◆ **About this task**
Say how many lines in the records contain the string "error", giving the number by itself.

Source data
::::::::::

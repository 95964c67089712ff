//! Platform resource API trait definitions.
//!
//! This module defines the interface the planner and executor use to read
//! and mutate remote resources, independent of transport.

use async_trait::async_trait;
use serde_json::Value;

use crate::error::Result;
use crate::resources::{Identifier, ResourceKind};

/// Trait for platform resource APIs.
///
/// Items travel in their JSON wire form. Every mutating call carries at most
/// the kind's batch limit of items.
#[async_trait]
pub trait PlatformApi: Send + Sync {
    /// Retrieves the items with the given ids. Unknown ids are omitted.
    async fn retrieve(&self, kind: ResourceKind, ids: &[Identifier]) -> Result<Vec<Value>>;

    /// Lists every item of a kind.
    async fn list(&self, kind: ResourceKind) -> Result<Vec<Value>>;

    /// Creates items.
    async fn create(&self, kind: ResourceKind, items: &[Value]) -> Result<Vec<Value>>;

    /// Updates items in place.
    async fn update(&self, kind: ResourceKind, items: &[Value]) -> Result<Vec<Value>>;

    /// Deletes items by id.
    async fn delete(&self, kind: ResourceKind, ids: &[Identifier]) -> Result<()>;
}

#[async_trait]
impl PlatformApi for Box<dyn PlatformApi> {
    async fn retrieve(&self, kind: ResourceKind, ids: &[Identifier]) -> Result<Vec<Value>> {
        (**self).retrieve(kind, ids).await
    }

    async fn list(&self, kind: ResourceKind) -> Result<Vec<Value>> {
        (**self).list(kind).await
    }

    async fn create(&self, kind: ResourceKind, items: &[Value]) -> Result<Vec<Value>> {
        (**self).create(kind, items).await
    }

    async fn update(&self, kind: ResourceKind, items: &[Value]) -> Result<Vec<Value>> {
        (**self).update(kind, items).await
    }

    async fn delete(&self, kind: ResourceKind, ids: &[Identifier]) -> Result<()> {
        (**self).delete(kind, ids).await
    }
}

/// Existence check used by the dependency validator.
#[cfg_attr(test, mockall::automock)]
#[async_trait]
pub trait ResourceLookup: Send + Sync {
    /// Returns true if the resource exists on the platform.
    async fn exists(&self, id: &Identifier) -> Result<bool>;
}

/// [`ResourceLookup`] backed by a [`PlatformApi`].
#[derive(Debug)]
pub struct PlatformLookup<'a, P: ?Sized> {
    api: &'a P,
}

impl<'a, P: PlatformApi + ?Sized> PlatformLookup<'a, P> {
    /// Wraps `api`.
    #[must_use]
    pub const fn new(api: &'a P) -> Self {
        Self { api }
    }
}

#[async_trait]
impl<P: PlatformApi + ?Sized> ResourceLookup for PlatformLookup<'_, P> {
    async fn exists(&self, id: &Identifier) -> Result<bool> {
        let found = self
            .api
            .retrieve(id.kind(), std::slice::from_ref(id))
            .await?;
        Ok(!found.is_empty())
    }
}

::::::::::

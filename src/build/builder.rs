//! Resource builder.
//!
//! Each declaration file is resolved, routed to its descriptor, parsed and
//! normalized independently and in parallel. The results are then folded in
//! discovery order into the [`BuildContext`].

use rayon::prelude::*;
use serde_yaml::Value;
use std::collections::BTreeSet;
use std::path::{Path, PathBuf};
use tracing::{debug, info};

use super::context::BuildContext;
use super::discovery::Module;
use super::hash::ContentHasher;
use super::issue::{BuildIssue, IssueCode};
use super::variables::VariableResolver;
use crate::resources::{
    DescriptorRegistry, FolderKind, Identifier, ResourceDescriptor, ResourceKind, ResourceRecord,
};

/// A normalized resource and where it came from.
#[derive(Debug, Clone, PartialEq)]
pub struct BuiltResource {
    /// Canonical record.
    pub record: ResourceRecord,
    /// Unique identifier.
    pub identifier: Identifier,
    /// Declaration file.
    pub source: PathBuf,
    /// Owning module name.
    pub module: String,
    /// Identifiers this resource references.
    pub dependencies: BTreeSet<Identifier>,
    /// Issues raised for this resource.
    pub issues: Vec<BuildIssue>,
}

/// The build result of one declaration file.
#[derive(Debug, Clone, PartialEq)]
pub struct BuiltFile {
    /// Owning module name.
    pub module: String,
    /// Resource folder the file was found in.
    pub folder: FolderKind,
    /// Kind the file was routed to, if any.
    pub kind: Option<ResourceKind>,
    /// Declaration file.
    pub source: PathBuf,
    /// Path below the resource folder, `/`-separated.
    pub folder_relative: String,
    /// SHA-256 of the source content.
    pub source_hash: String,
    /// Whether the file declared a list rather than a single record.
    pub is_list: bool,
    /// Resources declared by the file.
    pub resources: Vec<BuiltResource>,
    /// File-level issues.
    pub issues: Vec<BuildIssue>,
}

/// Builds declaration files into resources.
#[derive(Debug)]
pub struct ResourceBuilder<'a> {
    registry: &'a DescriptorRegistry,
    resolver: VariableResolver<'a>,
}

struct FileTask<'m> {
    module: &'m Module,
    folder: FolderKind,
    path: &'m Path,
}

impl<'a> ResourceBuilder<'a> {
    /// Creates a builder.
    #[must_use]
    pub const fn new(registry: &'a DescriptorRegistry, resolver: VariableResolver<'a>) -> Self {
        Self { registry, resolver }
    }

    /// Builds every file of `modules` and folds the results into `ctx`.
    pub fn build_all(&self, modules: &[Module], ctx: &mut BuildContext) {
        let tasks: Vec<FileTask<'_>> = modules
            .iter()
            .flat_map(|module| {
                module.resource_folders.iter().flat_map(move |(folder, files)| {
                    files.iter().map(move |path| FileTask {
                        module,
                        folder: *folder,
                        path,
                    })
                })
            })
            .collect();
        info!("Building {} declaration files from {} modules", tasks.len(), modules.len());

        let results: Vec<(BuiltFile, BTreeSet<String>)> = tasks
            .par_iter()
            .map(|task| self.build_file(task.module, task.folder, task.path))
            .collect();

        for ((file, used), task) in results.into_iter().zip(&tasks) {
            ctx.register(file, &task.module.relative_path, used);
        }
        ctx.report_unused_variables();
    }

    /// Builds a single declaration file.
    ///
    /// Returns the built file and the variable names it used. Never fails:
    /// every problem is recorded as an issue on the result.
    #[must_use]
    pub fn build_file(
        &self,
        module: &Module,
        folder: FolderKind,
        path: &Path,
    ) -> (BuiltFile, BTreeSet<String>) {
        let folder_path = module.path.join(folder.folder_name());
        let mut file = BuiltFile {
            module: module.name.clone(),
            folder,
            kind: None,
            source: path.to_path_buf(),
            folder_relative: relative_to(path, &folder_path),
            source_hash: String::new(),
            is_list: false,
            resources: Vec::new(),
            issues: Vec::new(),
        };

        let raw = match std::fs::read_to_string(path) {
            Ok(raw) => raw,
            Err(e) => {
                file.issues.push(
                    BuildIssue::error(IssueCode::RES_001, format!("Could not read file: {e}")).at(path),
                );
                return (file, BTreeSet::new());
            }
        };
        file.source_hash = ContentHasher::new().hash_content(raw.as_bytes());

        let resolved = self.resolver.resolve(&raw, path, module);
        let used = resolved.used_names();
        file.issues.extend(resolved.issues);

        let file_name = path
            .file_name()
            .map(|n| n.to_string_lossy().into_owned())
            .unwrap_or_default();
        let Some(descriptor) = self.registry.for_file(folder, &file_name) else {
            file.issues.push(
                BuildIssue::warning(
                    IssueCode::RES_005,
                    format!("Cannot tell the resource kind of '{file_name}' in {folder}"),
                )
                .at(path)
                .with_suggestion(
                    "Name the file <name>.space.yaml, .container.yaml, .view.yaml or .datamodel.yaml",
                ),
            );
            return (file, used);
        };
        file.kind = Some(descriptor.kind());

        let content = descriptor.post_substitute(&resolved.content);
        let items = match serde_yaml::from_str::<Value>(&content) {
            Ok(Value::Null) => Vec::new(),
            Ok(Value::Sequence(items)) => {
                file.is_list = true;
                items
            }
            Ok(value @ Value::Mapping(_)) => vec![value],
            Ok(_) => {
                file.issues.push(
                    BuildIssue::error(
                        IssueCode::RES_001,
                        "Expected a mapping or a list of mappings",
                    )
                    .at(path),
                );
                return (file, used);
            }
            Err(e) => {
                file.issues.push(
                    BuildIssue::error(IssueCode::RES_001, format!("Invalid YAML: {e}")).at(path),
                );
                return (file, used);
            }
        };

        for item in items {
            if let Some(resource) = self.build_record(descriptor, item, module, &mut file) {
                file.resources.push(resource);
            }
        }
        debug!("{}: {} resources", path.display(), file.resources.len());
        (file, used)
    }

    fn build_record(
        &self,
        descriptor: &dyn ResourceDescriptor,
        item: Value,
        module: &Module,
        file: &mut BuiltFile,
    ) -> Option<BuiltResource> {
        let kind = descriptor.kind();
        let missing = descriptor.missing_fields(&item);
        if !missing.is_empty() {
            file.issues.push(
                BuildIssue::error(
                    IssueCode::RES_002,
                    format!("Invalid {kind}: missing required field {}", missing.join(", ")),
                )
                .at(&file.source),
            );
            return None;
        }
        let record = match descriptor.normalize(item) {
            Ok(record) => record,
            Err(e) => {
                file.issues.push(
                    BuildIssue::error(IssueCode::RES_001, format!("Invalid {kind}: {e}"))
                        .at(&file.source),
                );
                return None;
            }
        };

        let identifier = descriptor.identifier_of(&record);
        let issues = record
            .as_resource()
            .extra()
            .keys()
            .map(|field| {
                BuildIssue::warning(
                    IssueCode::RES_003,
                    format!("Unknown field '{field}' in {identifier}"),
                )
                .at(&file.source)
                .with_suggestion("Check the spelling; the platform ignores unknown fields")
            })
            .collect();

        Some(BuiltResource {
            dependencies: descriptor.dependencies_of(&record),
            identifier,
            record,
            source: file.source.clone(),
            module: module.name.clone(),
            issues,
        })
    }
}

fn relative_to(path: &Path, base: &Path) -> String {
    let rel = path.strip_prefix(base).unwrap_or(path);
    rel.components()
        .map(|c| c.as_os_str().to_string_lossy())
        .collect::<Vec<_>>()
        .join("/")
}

::::::::::

◆ **Solved exercise**
6